··· INFORMATION PROVIDED ···
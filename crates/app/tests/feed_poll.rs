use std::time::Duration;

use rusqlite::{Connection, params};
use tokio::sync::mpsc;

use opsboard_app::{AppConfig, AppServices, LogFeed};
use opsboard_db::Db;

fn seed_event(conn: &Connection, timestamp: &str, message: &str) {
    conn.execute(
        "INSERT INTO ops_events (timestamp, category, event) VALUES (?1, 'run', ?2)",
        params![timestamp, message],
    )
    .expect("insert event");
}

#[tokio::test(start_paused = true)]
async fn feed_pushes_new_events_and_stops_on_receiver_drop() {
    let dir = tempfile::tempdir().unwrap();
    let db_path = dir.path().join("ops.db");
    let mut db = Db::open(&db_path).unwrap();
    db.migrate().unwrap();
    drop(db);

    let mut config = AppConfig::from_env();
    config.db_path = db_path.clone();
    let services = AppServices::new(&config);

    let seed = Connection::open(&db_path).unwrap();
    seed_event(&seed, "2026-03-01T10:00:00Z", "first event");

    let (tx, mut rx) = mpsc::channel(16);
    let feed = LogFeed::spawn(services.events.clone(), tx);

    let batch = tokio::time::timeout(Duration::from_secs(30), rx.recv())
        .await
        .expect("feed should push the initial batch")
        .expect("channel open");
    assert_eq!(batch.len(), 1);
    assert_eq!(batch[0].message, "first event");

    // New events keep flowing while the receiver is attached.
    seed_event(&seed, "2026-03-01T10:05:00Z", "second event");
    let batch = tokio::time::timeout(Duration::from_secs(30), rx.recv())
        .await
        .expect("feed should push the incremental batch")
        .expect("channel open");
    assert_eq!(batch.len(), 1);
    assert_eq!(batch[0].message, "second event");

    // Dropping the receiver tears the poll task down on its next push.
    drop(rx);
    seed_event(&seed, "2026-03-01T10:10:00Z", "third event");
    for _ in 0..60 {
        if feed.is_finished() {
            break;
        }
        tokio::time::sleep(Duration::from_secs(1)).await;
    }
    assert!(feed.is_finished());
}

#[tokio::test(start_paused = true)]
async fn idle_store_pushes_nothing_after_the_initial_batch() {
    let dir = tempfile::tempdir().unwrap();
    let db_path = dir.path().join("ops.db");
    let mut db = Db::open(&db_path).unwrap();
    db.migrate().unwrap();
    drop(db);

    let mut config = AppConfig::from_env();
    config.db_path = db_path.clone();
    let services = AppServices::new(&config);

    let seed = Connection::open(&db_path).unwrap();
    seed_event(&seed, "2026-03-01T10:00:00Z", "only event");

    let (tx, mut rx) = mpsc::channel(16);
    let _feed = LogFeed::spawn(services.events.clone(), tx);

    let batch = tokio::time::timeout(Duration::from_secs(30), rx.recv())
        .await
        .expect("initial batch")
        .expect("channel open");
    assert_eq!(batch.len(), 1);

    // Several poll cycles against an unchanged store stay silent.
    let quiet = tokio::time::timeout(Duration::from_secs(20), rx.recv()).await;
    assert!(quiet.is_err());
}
···
··· INFORMATION PROVIDED ···
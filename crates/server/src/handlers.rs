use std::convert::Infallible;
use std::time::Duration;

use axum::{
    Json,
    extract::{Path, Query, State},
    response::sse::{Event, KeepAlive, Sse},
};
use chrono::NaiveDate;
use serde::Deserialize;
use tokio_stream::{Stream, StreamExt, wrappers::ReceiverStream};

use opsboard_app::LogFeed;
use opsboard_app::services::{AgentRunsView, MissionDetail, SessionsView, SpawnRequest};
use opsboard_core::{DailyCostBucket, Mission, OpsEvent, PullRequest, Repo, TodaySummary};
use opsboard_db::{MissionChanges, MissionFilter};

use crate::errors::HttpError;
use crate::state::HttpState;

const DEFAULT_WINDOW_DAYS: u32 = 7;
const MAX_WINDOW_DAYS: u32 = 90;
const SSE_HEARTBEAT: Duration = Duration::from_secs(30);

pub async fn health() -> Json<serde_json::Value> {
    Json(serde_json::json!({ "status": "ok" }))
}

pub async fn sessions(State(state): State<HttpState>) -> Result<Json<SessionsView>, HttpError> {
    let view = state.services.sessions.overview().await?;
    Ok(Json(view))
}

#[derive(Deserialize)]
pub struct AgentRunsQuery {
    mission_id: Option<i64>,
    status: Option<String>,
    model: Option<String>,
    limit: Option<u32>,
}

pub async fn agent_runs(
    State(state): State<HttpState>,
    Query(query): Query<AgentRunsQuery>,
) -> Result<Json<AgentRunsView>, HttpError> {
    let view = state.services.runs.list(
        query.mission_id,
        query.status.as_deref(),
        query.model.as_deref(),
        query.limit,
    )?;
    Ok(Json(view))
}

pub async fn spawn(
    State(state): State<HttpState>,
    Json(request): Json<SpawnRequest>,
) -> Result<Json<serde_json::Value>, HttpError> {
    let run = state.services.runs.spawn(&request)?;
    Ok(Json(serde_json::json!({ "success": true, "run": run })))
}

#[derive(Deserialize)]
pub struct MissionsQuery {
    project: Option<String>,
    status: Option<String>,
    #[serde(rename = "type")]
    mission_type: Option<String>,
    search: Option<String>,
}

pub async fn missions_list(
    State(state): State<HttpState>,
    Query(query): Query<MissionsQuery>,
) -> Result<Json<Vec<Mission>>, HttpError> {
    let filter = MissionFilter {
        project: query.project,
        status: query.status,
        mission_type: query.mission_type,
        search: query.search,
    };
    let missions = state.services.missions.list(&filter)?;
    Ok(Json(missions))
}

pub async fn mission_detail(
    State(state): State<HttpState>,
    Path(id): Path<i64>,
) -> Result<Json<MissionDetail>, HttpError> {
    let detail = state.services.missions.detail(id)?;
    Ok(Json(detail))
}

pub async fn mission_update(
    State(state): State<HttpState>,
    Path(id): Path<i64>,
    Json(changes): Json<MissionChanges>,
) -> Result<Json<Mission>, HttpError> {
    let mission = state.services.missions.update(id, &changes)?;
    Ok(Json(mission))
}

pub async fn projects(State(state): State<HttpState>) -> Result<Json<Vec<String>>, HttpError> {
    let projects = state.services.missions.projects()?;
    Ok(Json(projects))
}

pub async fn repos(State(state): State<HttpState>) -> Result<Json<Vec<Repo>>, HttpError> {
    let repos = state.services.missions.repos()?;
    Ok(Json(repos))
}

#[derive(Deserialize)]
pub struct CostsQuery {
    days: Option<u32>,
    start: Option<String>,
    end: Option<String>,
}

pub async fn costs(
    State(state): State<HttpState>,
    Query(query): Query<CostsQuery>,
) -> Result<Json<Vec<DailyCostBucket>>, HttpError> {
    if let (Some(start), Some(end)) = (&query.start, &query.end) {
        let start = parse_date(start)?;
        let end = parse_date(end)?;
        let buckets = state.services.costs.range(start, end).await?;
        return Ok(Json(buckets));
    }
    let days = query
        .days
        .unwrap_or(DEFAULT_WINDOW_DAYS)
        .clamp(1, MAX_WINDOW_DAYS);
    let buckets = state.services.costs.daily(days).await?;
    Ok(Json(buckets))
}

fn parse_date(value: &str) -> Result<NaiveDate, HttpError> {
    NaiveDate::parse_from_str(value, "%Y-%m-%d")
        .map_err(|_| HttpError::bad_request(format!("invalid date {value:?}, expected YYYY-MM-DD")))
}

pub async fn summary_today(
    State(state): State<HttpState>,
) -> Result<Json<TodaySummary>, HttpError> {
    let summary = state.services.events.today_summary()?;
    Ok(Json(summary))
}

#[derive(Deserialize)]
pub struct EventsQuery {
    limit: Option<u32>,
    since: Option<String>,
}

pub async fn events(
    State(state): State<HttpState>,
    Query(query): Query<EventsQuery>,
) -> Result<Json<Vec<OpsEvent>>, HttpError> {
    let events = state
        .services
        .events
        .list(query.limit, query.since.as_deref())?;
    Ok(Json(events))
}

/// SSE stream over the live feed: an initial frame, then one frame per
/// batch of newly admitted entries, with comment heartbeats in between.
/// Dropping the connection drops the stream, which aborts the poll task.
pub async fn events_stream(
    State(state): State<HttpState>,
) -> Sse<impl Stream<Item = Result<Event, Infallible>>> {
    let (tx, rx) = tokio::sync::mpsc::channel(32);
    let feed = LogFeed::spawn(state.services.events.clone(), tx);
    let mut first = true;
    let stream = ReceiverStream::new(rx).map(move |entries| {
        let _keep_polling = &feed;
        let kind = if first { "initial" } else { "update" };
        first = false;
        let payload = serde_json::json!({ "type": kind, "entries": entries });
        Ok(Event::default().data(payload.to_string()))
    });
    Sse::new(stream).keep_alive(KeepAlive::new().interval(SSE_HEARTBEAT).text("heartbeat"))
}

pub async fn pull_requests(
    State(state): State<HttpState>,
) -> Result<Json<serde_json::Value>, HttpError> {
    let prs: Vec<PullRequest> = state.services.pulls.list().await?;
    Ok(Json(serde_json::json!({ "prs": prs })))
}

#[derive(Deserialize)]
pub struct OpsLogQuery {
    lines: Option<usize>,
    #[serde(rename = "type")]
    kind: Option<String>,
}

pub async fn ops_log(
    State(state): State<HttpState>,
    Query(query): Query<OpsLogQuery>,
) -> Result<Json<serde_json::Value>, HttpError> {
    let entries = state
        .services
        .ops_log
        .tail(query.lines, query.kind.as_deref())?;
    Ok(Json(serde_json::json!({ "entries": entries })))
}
···
PROBLEM STATEMENT
Whenever a line of the data includes "SpawnRequest", copy that line.

RESPONSE BELOW
use opsboard_app::services::{AgentRunsView, MissionDetail, SessionsView, SpawnRequest};
    Json(request): Json<SpawnRequest>,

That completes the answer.